A decline in the top line and higher expenses weighed on quarterly results.
Hallmark Financial Services, Inc. Price, Consensus and EPS Surprise
Total revenues declined 53.1% year over year to $39.7 million in the quarter under review. The top line missed the Zacks Consensus Estimate by 8.1%.
Gross premiums written decreased 3.6% year over year to $57.2 million.
Net premiums written increased 2.7% year over year to $42.4 million, attributable to higher premiums in the Commercial segment.
Net investment income was $4.8 million, up more than threefold year over year, primarily due to the reinvestment of cash into higher-yielding securities.
The net combined ratio deteriorated 7880 basis points (bps) to 215.7.
The expense ratio of 131.3 deteriorated 9640 bps year over year.

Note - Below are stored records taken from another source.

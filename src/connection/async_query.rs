//! Asynchronous execution: poll, wait and cancel.

use std::sync::Arc;

use log::{debug, warn};

use super::{Connection, LastError};
use crate::error::{sqlstate, CancelError, DriverError, Result};
use crate::pg::{Backend, ExecStatus, RawResult, TransactionStatus};
use crate::statement::result::{classify, Outcome};
use crate::statement::StatementId;

#[derive(Debug, Clone, Copy, Default, PartialEq, Eq)]
pub enum AsyncStatus {
    #[default]
    Idle,
    Pending,
    /// The last asynchronous query was cancelled.
    Cancelled,
}

/// Answer of a non-blocking poll.
#[derive(Debug, Clone, Copy, PartialEq, Eq)]
pub enum AsyncPoll {
    /// Nothing is running.
    Idle,
    /// The server is still working.
    Pending,
    /// Results are ready; `wait_async` will not block.
    Ready,
}

#[derive(Debug, Default)]
pub(crate) struct AsyncState {
    status: AsyncStatus,
    issuer: Option<StatementId>,
    /// Issuer of the last query the server confirmed as cancelled.
    cancelled: Option<StatementId>,
}

impl AsyncState {
    pub fn begin(&mut self, issuer: StatementId) {
        self.status = AsyncStatus::Pending;
        self.issuer = Some(issuer);
        if self.cancelled == Some(issuer) {
            self.cancelled = None;
        }
    }

    fn finish(&mut self, status: AsyncStatus) {
        self.status = status;
        if status == AsyncStatus::Cancelled {
            self.cancelled = self.issuer;
        }
    }

    #[inline]
    pub fn is_pending(&self) -> bool {
        self.status == AsyncStatus::Pending
    }

    /// Statement that issued the most recent asynchronous query.
    pub fn issuer(&self) -> Option<StatementId> {
        self.issuer
    }

    /// True when `id`'s latest asynchronous query was cancelled.
    pub fn was_cancelled(&self, id: StatementId) -> bool {
        self.cancelled == Some(id)
    }

    fn pending_issuer(&self) -> Option<StatementId> {
        if self.is_pending() {
            self.issuer
        } else {
            None
        }
    }
}

impl<B: Backend> Connection<B> {
    pub fn async_status(&self) -> AsyncStatus {
        self.async_state.status
    }

    /// Check without blocking whether the asynchronous query has finished.
    pub async fn poll_async(&mut self) -> Result<AsyncPoll> {
        if !self.async_state.is_pending() {
            return Ok(AsyncPoll::Idle);
        }
        self.backend.consume_input().await?;
        if self.backend.is_busy() {
            Ok(AsyncPoll::Pending)
        } else {
            Ok(AsyncPoll::Ready)
        }
    }

    /// Block until the asynchronous query finishes.
    ///
    /// The final result is kept for the issuing statement, which picks it
    /// up on its next `fetch`. Returns its row count.
    pub async fn wait_async(&mut self) -> Result<Option<u64>> {
        let Some(issuer) = self.async_state.pending_issuer() else {
            return Err(DriverError::ProtocolState(
                "no asynchronous query is running".to_string(),
            ));
        };

        let mut last: Option<RawResult> = None;
        loop {
            let raw = match self.backend.get_result().await {
                Ok(Some(raw)) => raw,
                Ok(None) => break,
                Err(e) => {
                    self.async_state.finish(AsyncStatus::Idle);
                    return Err(e.into());
                }
            };
            match raw.status {
                ExecStatus::CopyIn => {
                    warn!("ending COPY FROM STDIN started by an asynchronous query");
                    self.backend.put_copy_end(None).await?;
                }
                ExecStatus::CopyOut | ExecStatus::CopyBoth => {
                    self.async_state.finish(AsyncStatus::Idle);
                    if let Outcome::Copy { mode, format } = classify(&raw, false) {
                        self.copy.begin(mode, format, issuer);
                    }
                    return Err(DriverError::Copy(
                        "asynchronous query started COPY TO STDOUT; read it with get_copy_data"
                            .to_string(),
                    ));
                }
                _ if last.as_ref().map_or(true, |l| !l.status.is_error()) => last = Some(raw),
                _ => {}
            }
        }
        self.async_state.finish(AsyncStatus::Idle);

        let Some(raw) = last else {
            return Ok(Some(0));
        };
        let raw = Arc::new(raw);
        let outcome = classify(&raw, self.backend.is_broken());
        self.slot.store_unadopted(issuer, raw);
        match outcome {
            Outcome::Tuples { rows } | Outcome::Command { rows } => Ok(Some(rows)),
            Outcome::Copy { .. } => Ok(None),
            Outcome::Failed(err) => {
                self.record_error(&err);
                Err(err)
            }
        }
    }

    /// Ask the server to cancel the asynchronous query.
    ///
    /// Succeeds only when the server confirms with `57014`. If the query
    /// finished first its result is kept for the issuing statement and
    /// `CancelError::AlreadyFinished` is returned.
    pub async fn cancel_async(&mut self) -> Result<()> {
        let Some(issuer) = self.async_state.pending_issuer() else {
            return Err(CancelError::NothingPending.into());
        };
        self.backend
            .cancel()
            .await
            .map_err(|e| CancelError::Transport(e.to_string()))?;

        let mut confirmed = None;
        let mut last: Option<RawResult> = None;
        loop {
            let raw = match self.backend.get_result().await {
                Ok(Some(raw)) => raw,
                Ok(None) => break,
                Err(e) => {
                    self.async_state.finish(AsyncStatus::Idle);
                    return Err(e.into());
                }
            };
            match raw.status {
                ExecStatus::CopyIn => self.backend.put_copy_end(Some("query cancelled")).await?,
                ExecStatus::CopyOut | ExecStatus::CopyBoth => {
                    while self.backend.get_copy_data().await?.is_some() {}
                }
                _ => {
                    if let Some(fields) = raw
                        .error
                        .as_ref()
                        .filter(|f| f.code == sqlstate::QUERY_CANCELED)
                    {
                        confirmed = Some(fields.message.clone());
                    }
                    last = Some(raw);
                }
            }
        }

        let Some(message) = confirmed else {
            self.async_state.finish(AsyncStatus::Idle);
            if let Some(raw) = last {
                self.slot.store_unadopted(issuer, Arc::new(raw));
            }
            warn!("cancel request arrived after the query had finished");
            return Err(CancelError::AlreadyFinished.into());
        };

        debug!("asynchronous query cancelled");
        self.async_state.finish(AsyncStatus::Cancelled);
        self.slot.release(issuer);
        self.last_error = Some(LastError {
            sqlstate: sqlstate::QUERY_CANCELED.to_string(),
            message,
        });
        if self.backend.transaction_status() != TransactionStatus::Idle {
            self.run_control("ROLLBACK").await?;
            self.savepoints.clear();
        }
        Ok(())
    }
}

Total expenses increased 39.5% year over year to $79.6 million due to higher operating expenses and interest expenses.
Segmental Update
Commercial: Net premiums written increased 42% year over year to $28.9 million. The combined ratio improved 2020 bps to 85.7.

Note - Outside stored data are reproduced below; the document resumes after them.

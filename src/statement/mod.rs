//! Statements: bind, plan, execute and fetch.
//!
//! - `placeholder`: the per-statement placeholder registry
//! - `planner`: literal / unnamed / named strategy choice
//! - `prepared`: server-side prepared statement lifecycle
//! - `result`: result classification, columns and rows
//!
//! A `Statement` is independent of its connection's lifetime; every
//! operation that talks to the server takes the connection explicitly.

pub mod placeholder;
pub mod planner;
pub mod prepared;
pub mod result;

use std::sync::Arc;

use log::{debug, trace, warn};

use crate::config::OldQueryPolicy;
use crate::connection::{AsyncStatus, Connection, CopyMode, LastError, SlotOwner};
use crate::error::{BindError, CancelError, DriverError, Result};
use crate::pg::{Backend, RawResult, TransactionStatus};
use crate::sql::Template;
use crate::value::{BindValue, Value};

pub use placeholder::{BindType, PlaceholderKey, PlaceholderRegistry};
pub use planner::{plan, PlanInput, Strategy};
use prepared::PreparedName;
pub use result::{rows_from_tag, Column, Row, SharedColumns};
use result::{classify, columns_from, decode_row, Outcome};

/// Identity of a statement within its connection.
#[derive(Debug, Clone, Copy, PartialEq, Eq, Hash)]
pub struct StatementId(pub(crate) u64);

/// Where a statement is in its execute/fetch cycle.
#[derive(Debug, Clone, Copy, PartialEq, Eq)]
pub enum ExecState {
    Idle,
    Executing,
    ResultReady,
    Errored,
    InCopy,
}

/// A prepared SQL statement and its bound values.
#[derive(Debug)]
pub struct Statement {
    id: StatementId,
    template: Arc<Template>,
    numbered: String,
    registry: PlaceholderRegistry,
    server_prepare: bool,
    switch_prepared: u32,
    old_query: Option<OldQueryPolicy>,
    iteration: u32,
    state: ExecState,
    prepared: Option<PreparedName>,
    prepare_failed: bool,
    prepare_error: Option<LastError>,
    needs_reprepare: bool,
    last_strategy: Option<Strategy>,
    result: Option<Arc<RawResult>>,
    columns: Option<SharedColumns>,
    cursor: usize,
    row_count: Option<u64>,
    executed: bool,
    async_status: AsyncStatus,
}
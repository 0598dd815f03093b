//! Driver and statement configuration.
//!
//! `DriverOptions` holds connection-wide defaults; `StatementOptions`
//! overrides a subset of them for one prepared statement. Both can be
//! built fluently or deserialized from JSON.

use serde::Deserialize;

use crate::error::{DriverError, Result};

/// How a new command treats an asynchronous query still pending on the connection.
#[derive(Debug, Clone, Copy, PartialEq, Eq, Deserialize)]
#[serde(rename_all = "snake_case")]
pub enum OldQueryPolicy {
    /// Wait for the pending query and discard its result set.
    Wait,
    /// Ask the server to cancel the pending query.
    Cancel,
}

/// Connection-wide driver options.
#[derive(Debug, Clone, PartialEq, Deserialize)]
#[serde(default)]
pub struct DriverOptions {
    /// Commit after every statement (no implicit BEGIN).
    pub autocommit: bool,
    /// Issue `SET TRANSACTION READ ONLY` after every implicit BEGIN.
    pub read_only: bool,
    /// Allow server-side prepared statements.
    pub server_prepare: bool,
    /// Execution count at which a statement switches to a named
    /// server-side prepare. 0 prepares on first execution.
    pub switch_prepared: u32,
    /// Return booleans as `'t'`/`'f'` text instead of native booleans.
    pub bool_as_text: bool,
    /// Trim trailing blanks from fixed-width character columns.
    pub chop_blanks: bool,
    /// Convert array columns into `Value::Array`.
    pub expand_array: bool,
    /// A backslash before `?`, `:` or `$` makes it literal text.
    pub escape_placeholders: bool,
    /// Only `$N` placeholders are recognized.
    pub dollar_only: bool,
    /// `:name` placeholders are not recognized.
    pub no_colons: bool,
    /// Capacity of the parsed-template cache used by `prepare_cached`.
    pub template_cache_capacity: usize,
}

impl Default for DriverOptions {
    fn default() -> Self {
        Self {
            autocommit: true,
            read_only: false,
            server_prepare: true,
            switch_prepared: 2,
            bool_as_text: false,
            chop_blanks: false,
            expand_array: true,
            escape_placeholders: true,
            dollar_only: false,
            no_colons: false,
            template_cache_capacity: 100,
        }
    }
}

impl DriverOptions {
    /// Load options from a JSON document; missing keys keep their defaults.
    pub fn from_json(json: &str) -> Result<Self> {
        serde_json::from_str(json).map_err(|e| DriverError::Config(e.to_string()))
    }

    pub fn autocommit(mut self, on: bool) -> Self {
        self.autocommit = on;
        self
    }

    pub fn read_only(mut self, on: bool) -> Self {
        self.read_only = on;
        self
    }

    pub fn server_prepare(mut self, on: bool) -> Self {
        self.server_prepare = on;
        self
    }

    pub fn switch_prepared(mut self, threshold: u32) -> Self {
        self.switch_prepared = threshold;
        self
    }

    pub fn bool_as_text(mut self, on: bool) -> Self {
        self.bool_as_text = on;
        self
    }

    pub fn chop_blanks(mut self, on: bool) -> Self {
        self.chop_blanks = on;
        self
    }

    pub fn expand_array(mut self, on: bool) -> Self {
        self.expand_array = on;
        self
    }

    pub fn escape_placeholders(mut self, on: bool) -> Self {
        self.escape_placeholders = on;
        self
    }

    pub fn dollar_only(mut self, on: bool) -> Self {
        self.dollar_only = on;
        self
    }

    pub fn no_colons(mut self, on: bool) -> Self {
        self.no_colons = on;
        self
    }

    pub fn template_cache_capacity(mut self, capacity: usize) -> Self {
        self.template_cache_capacity = capacity;
        self
    }
}

/// Per-statement overrides. `None` falls back to the connection's options.
#[derive(Debug, Clone, Default, PartialEq, Deserialize)]
#[serde(default)]
pub struct StatementOptions {
    pub server_prepare: Option<bool>,
    pub switch_prepared: Option<u32>,
    /// Send the text as-is: no placeholder parsing, literal execution only.
    pub direct: bool,
    pub dollar_only: Option<bool>,
    pub no_colons: Option<bool>,
    pub old_query: Option<OldQueryPolicy>,
}

impl StatementOptions {
    pub fn server_prepare(mut self, on: bool) -> Self {
        self.server_prepare = Some(on);
        self
    }

    pub fn switch_prepared(mut self, threshold: u32) -> Self {
        self.switch_prepared = Some(threshold);
        self
    }

    pub fn direct(mut self, on: bool) -> Self {
        self.direct = on;
        self
    }

    pub fn dollar_only(mut self, on: bool) -> Self {
        self.dollar_only = Some(on);
        self
    }

    pub fn no_colons(mut self, on: bool) -> Self {
        self.no_colons = Some(on);
        self
    }

    pub fn old_query(mut self, policy: OldQueryPolicy) -> Self {
        self.old_query = Some(policy);
        self
    }
}
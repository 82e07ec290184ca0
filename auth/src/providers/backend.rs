//! Auth backend adapter trait.

use crate::credential::Credential;
use crate::error::Result;
use crate::state::ProviderData;

/// The boundary to the identity backend.
///
/// Both operations are asynchronous and idempotent from the caller's
/// perspective on retry; any retry policy is owned by the caller, never by
/// the linking flow (every retry is a fresh user-initiated action).
///
/// On success both calls return the updated provider list, which the flow
/// adopts wholesale. Nothing is mutated locally before backend
/// confirmation, so a failure needs no rollback.
pub trait AuthBackend: Send + Sync {
    /// Link `credential` to the current user.
    ///
    /// # Errors
    ///
    /// Returns [`crate::LinkError::Backend`] if the backend rejects the
    /// credential (already in use, invalid, provider already linked, ...).
    fn link(
        &self,
        credential: Credential,
    ) -> impl std::future::Future<Output = Result<Vec<ProviderData>>> + Send;

    /// Unlink `provider_id` from the current user.
    ///
    /// # Errors
    ///
    /// Returns [`crate::LinkError::Backend`] if the backend rejects the
    /// request (provider not linked, last sign-in method, ...).
    fn unlink(
        &self,
        provider_id: &str,
    ) -> impl std::future::Future<Output = Result<Vec<ProviderData>>> + Send;
}
//! Linking actions.
//!
//! This module defines all possible inputs to the linking reducer.
//! Actions unify commands (user intent) and events (results of async
//! operations).

use serde::{Deserialize, Serialize};

use crate::error::LinkError;
use crate::providers::AuthorizationResponse;
use crate::registry::LinkRow;
use crate::state::{ChallengeId, ProviderData};

/// Linking action.
///
/// This enum represents all possible inputs to the linking reducer:
/// - **Commands**: user requests (`SelectProvider`, `BeginAppleLink`,
///   `BeginPasswordLink`)
/// - **Events**: results of async operations
///   (`AppleAuthorizationCompleted`, `LinkSucceeded`, ...)
///
/// Events are broadcast by the runtime store before being fed back into
/// the reducer, which is how the presentation layer observes flow results.
#[derive(Debug, Clone, PartialEq, Serialize, Deserialize)]
pub enum LinkAction {
    // ═══════════════════════════════════════════════════════════════════
    // Row selection
    // ═══════════════════════════════════════════════════════════════════
    /// The user selected a provider row on the linking screen.
    ///
    /// A checked row unlinks; an unchecked row starts the provider's link
    /// procedure. Rows that resolve to no known provider are ignored.
    SelectProvider {
        /// Correlation ID for request tracing.
        correlation_id: uuid::Uuid,

        /// The selected row, as projected by `list_linkable`.
        row: LinkRow,
    },

    // ═══════════════════════════════════════════════════════════════════
    // Apple flow
    // ═══════════════════════════════════════════════════════════════════
    /// Start the two-phase Apple link.
    ///
    /// # Flow
    ///
    /// 1. Generate a raw nonce, store it as the pending challenge
    /// 2. Send `sha256(nonce)` outward as the authorization challenge
    /// 3. Suspend on the external round-trip
    /// 4. `AppleAuthorizationCompleted` / `AppleAuthorizationFailed`
    BeginAppleLink {
        /// Correlation ID for request tracing.
        correlation_id: uuid::Uuid,
    },

    /// The external authorization round-trip completed.
    ///
    /// This is an **event** produced by the authorization effect. It
    /// carries the ID of the challenge it answers; a completion for a
    /// challenge that is no longer pending is stale and is dropped.
    AppleAuthorizationCompleted {
        /// Correlation ID for request tracing.
        correlation_id: uuid::Uuid,

        /// Challenge this completion answers.
        challenge_id: ChallengeId,

        /// The authorization response.
        response: AuthorizationResponse,
    },

    /// The external authorization round-trip failed.
    AppleAuthorizationFailed {
        /// Correlation ID for request tracing.
        correlation_id: uuid::Uuid,

        /// Challenge this failure belongs to.
        challenge_id: ChallengeId,

        /// What went wrong.
        error: LinkError,
    },

    // ═══════════════════════════════════════════════════════════════════
    // Password flow
    // ═══════════════════════════════════════════════════════════════════
    /// The password row was selected; the presentation layer should
    /// collect email and password and answer with [`Self::BeginPasswordLink`].
    ///
    /// This is an **event**.
    PasswordCredentialsRequested {
        /// Correlation ID for request tracing.
        correlation_id: uuid::Uuid,
    },

    /// Link with an email/password credential.
    ///
    /// No format validation happens in the flow; invalid input is rejected
    /// by the backend and surfaced as a [`Self::LinkFailed`] event.
    BeginPasswordLink {
        /// Correlation ID for request tracing.
        correlation_id: uuid::Uuid,

        /// Email address.
        email: String,

        /// Password.
        password: String,
    },

    // ═══════════════════════════════════════════════════════════════════
    // Results
    // ═══════════════════════════════════════════════════════════════════
    /// A provider was linked.
    ///
    /// This is an **event** carrying the backend's updated provider list;
    /// the state adopts it wholesale and the presentation layer re-projects
    /// its rows from it.
    LinkSucceeded {
        /// Correlation ID for request tracing.
        correlation_id: uuid::Uuid,

        /// Provider that was linked.
        provider_id: String,

        /// Updated provider list from the backend.
        providers: Vec<ProviderData>,
    },

    /// A link attempt failed. Nothing was mutated locally.
    LinkFailed {
        /// Correlation ID for request tracing.
        correlation_id: uuid::Uuid,

        /// Provider the attempt was for.
        provider_id: String,

        /// Why it failed.
        error: LinkError,
    },

    /// A provider was unlinked.
    UnlinkSucceeded {
        /// Correlation ID for request tracing.
        correlation_id: uuid::Uuid,

        /// Provider that was unlinked.
        provider_id: String,

        /// Updated provider list from the backend.
        providers: Vec<ProviderData>,
    },

    /// An unlink attempt failed. The provider list is untouched.
    UnlinkFailed {
        /// Correlation ID for request tracing.
        correlation_id: uuid::Uuid,

        /// Provider the attempt was for.
        provider_id: String,

        /// Why it failed.
        error: LinkError,
    },
}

Personal: Net premiums decreased 19.3% year over year to $13.5 million. The combined ratio of 110 deteriorated 1040 bps.
Runoff Specialty: Net premiums written was $0.01 million versus $4.2 million in the year-ago quarter.

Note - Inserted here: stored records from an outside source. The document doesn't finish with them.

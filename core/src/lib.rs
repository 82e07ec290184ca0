//! # Relink Core
//!
//! Core traits and types for the relink reducer architecture.
//!
//! This crate provides the fundamental abstractions for building
//! event-driven authentication flows using the Reducer pattern.
//!
//! ## Core Concepts
//!
//! - **State**: Domain state for a flow (e.g. the account-linking state)
//! - **Action**: All possible inputs to a reducer (commands and events)
//! - **Reducer**: Pure function `(State, Action, Environment) → (State, Effects)`
//! - **Effect**: Side effect descriptions (not execution)
//! - **Environment**: Injected dependencies via traits
//!
//! ## Architecture Principles
//!
//! - Functional Core, Imperative Shell
//! - Unidirectional Data Flow
//! - Explicit Effects (no hidden I/O)
//! - Dependency Injection via Environment
//!
//! ## Example
//!
//! ```ignore
//! use relink_core::{reducer::Reducer, effect::Effect, smallvec, SmallVec};
//!
//! impl Reducer for LinkingReducer {
//!     type State = LinkState;
//!     type Action = LinkAction;
//!     type Environment = LinkEnvironment;
//!
//!     fn reduce(
//!         &self,
//!         state: &mut LinkState,
//!         action: LinkAction,
//!         env: &LinkEnvironment,
//!     ) -> SmallVec<[Effect<LinkAction>; 4]> {
//!         // Business logic goes here
//!         smallvec![Effect::None]
//!     }
//! }
//! ```

// Re-export the effect vector types so reducer implementations and the
// runtime agree on a single form.
pub use smallvec::{SmallVec, smallvec};

/// Reducer module - The core trait for business logic
///
/// Reducers are pure functions: `(State, Action, Environment) → (State, Effects)`
///
/// They contain all business logic and are deterministic and testable.
pub mod reducer {
    use super::SmallVec;
    use super::effect::Effect;

    /// The Reducer trait - core abstraction for business logic.
    ///
    /// # Type Parameters
    ///
    /// - `State`: The domain state this reducer operates on
    /// - `Action`: The action type this reducer processes
    /// - `Environment`: The injected dependencies this reducer needs
    pub trait Reducer {
        /// The state type this reducer operates on
        type State;

        /// The action type this reducer processes
        type Action;

        /// The environment type with injected dependencies
        type Environment;

        /// Reduce an action into state changes and effects
        ///
        /// This is a pure function that:
        /// 1. Validates the action
        /// 2. Updates state in place
        /// 3. Returns effect descriptions to be executed
        ///
        /// # Arguments
        ///
        /// - `state`: Mutable reference to current state
        /// - `action`: The action to process
        /// - `env`: Reference to injected dependencies
        ///
        /// # Returns
        ///
        /// Effects to be executed by the runtime. Most actions produce at
        /// most a handful, so the vector is inline-allocated.
        fn reduce(
            &self,
            state: &mut Self::State,
            action: Self::Action,
            env: &Self::Environment,
        ) -> SmallVec<[Effect<Self::Action>; 4]>;
    }
}

/// Effect module - Side effect descriptions
///
/// Effects describe side effects to be performed by the runtime.
/// They are values (not execution) and are composable.
pub mod effect {
    use std::future::Future;
    use std::pin::Pin;
    use std::time::Duration;

    /// Effect type - describes a side effect to be executed
    ///
    /// Effects are NOT executed immediately. They are descriptions of what
    /// should happen, returned from reducers and executed by the Store
    /// runtime.
    ///
    /// # Type Parameters
    ///
    /// - `Action`: The action type that effects can produce (feedback loop)
    pub enum Effect<Action> {
        /// No-op effect
        None,

        /// Run effects in parallel
        Parallel(Vec<Effect<Action>>),

        /// Run effects sequentially
        Sequential(Vec<Effect<Action>>),

        /// Delayed action (for timeouts)
        Delay {
            /// How long to wait
            duration: Duration,
            /// Action to dispatch after delay
            action: Box<Action>,
        },

        /// Arbitrary async computation
        ///
        /// Returns `Option<Action>` - if `Some`, the action is fed back into
        /// the reducer and broadcast to observers.
        Future(Pin<Box<dyn Future<Output = Option<Action>> + Send>>),
    }

    // Manual Debug implementation since Future doesn't implement Debug
    impl<Action> std::fmt::Debug for Effect<Action>
    where
        Action: std::fmt::Debug,
    {
        fn fmt(&self, f: &mut std::fmt::Formatter<'_>) -> std::fmt::Result {
            match self {
                Effect::None => write!(f, "Effect::None"),
                Effect::Parallel(effects) => {
                    f.debug_tuple("Effect::Parallel").field(effects).finish()
                },
                Effect::Sequential(effects) => {
                    f.debug_tuple("Effect::Sequential").field(effects).finish()
                },
                Effect::Delay { duration, action } => f
                    .debug_struct("Effect::Delay")
                    .field("duration", duration)
                    .field("action", action)
                    .finish(),
                Effect::Future(_) => write!(f, "Effect::Future(<future>)"),
            }
        }
    }

    impl<Action> Effect<Action> {
        /// Combine effects to run in parallel
        #[must_use]
        pub const fn merge(effects: Vec<Effect<Action>>) -> Effect<Action> {
            Effect::Parallel(effects)
        }

        /// Chain effects to run sequentially
        #[must_use]
        pub const fn chain(effects: Vec<Effect<Action>>) -> Effect<Action> {
            Effect::Sequential(effects)
        }

        /// Wrap an async computation into a `Future` effect.
        ///
        /// Convenience for the common `Effect::Future(Box::pin(async move {
        /// ... }))` form in reducers.
        pub fn future<F>(fut: F) -> Effect<Action>
        where
            F: Future<Output = Option<Action>> + Send + 'static,
        {
            Effect::Future(Box::pin(fut))
        }
    }
}
//! External collaborators of the linking flow.
//!
//! Providers are **interfaces**, not implementations. The reducer depends
//! on these traits; the surrounding application supplies concrete
//! implementations (an identity backend client, a platform authorization
//! service), and tests use the in-memory mocks in [`crate::mocks`].
//!
//! The flow is a protocol orchestrator over these interfaces: it defines
//! no wire formats of its own.

pub mod authorization;
pub mod backend;

pub use authorization::{
    AuthorizationRequest, AuthorizationResponse, AuthorizationScope, ExternalAuthorization,
};
pub use backend::AuthBackend;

Corporate: Total revenues were $3.8 million, up 96.6% year over year. The pre-tax loss was $1.6 million, narrower than $2.9 million incurred in the year-ago quarter.
Financial Position
As of first-quarter 2023 end, cash and cash equivalents were $105.5 million, up 78.4% from 2022 end.
Shareholder equity decreased 61% from 2022 end to $23.5 million at first-quarter 2023 end.
Book value per share decreased 63% year over year to $3.62 at first-quarter 2023 end.
The Travelers Companies (TRV - Free Report) reported first-quarter 2022 core income of $4.11 per share, which beat the Zacks Consensus Estimate of $3.64 and our estimate of $3.41. However, the bottom line decreased 2.6% year over year. Travelers’ total revenues increased 10% from the year-ago quarter to $9.7 billion, primarily driven by higher premiums. The top-line figure however missed the Zacks Consensus Estimate of $9.8 billion.
Net written premiums increased 12% year over year to a record $9.4 billion, driven by strong growth across all three segments. The figure was higher than our estimate of $8.9 billion.
Catastrophe losses totaled $422 million, wider than $36 million pre-tax in the prior-year quarter. Catastrophe losses primarily resulted from severe wind and hail storms in multiple states. Travelers witnessed an underwriting gain of $501 million, down 12.9% year over year. The combined ratio deteriorated 410 bps year over year to 95.4.
The Progressive Corporation’s (PGR - Free Report) first-quarter 2023 earnings per share of 65 cents missed the Zacks Consensus Estimate of $1.44 as well as our estimate of $1.50. The bottom line declined 20.7% year over year.
Operating revenues were about $14.2 billion, up 15.8% year over year. This improvement was driven by a 15% increase in premiums, 18.5% higher fees and other revenues, a 7.1% increase in service revenues and a 73.2% higher investment income. The top line exceeded the Zacks Consensus Estimate of $14.1 billion and our estimate of $13.1 billion.
Net premiums earned grew 15% to $13.5 billion and beat our estimate of $12.6 billion. The combined ratio deteriorated 450 bps from the prior-year quarter’s level to 99.
RLI Corp. (RLI - Free Report) reported first-quarter 2023 operating earnings of $1.63 per share, beating the Zacks Consensus Estimate by 34.7%. The bottom line improved 14% from the prior-year quarter. Operating revenues for the reported quarter were $335 million, up 19.4% year over year, driven by 14.3% higher net premiums earned and 51.5% higher net investment income. The top line however missed the Zacks Consensus Estimate by 2.2%.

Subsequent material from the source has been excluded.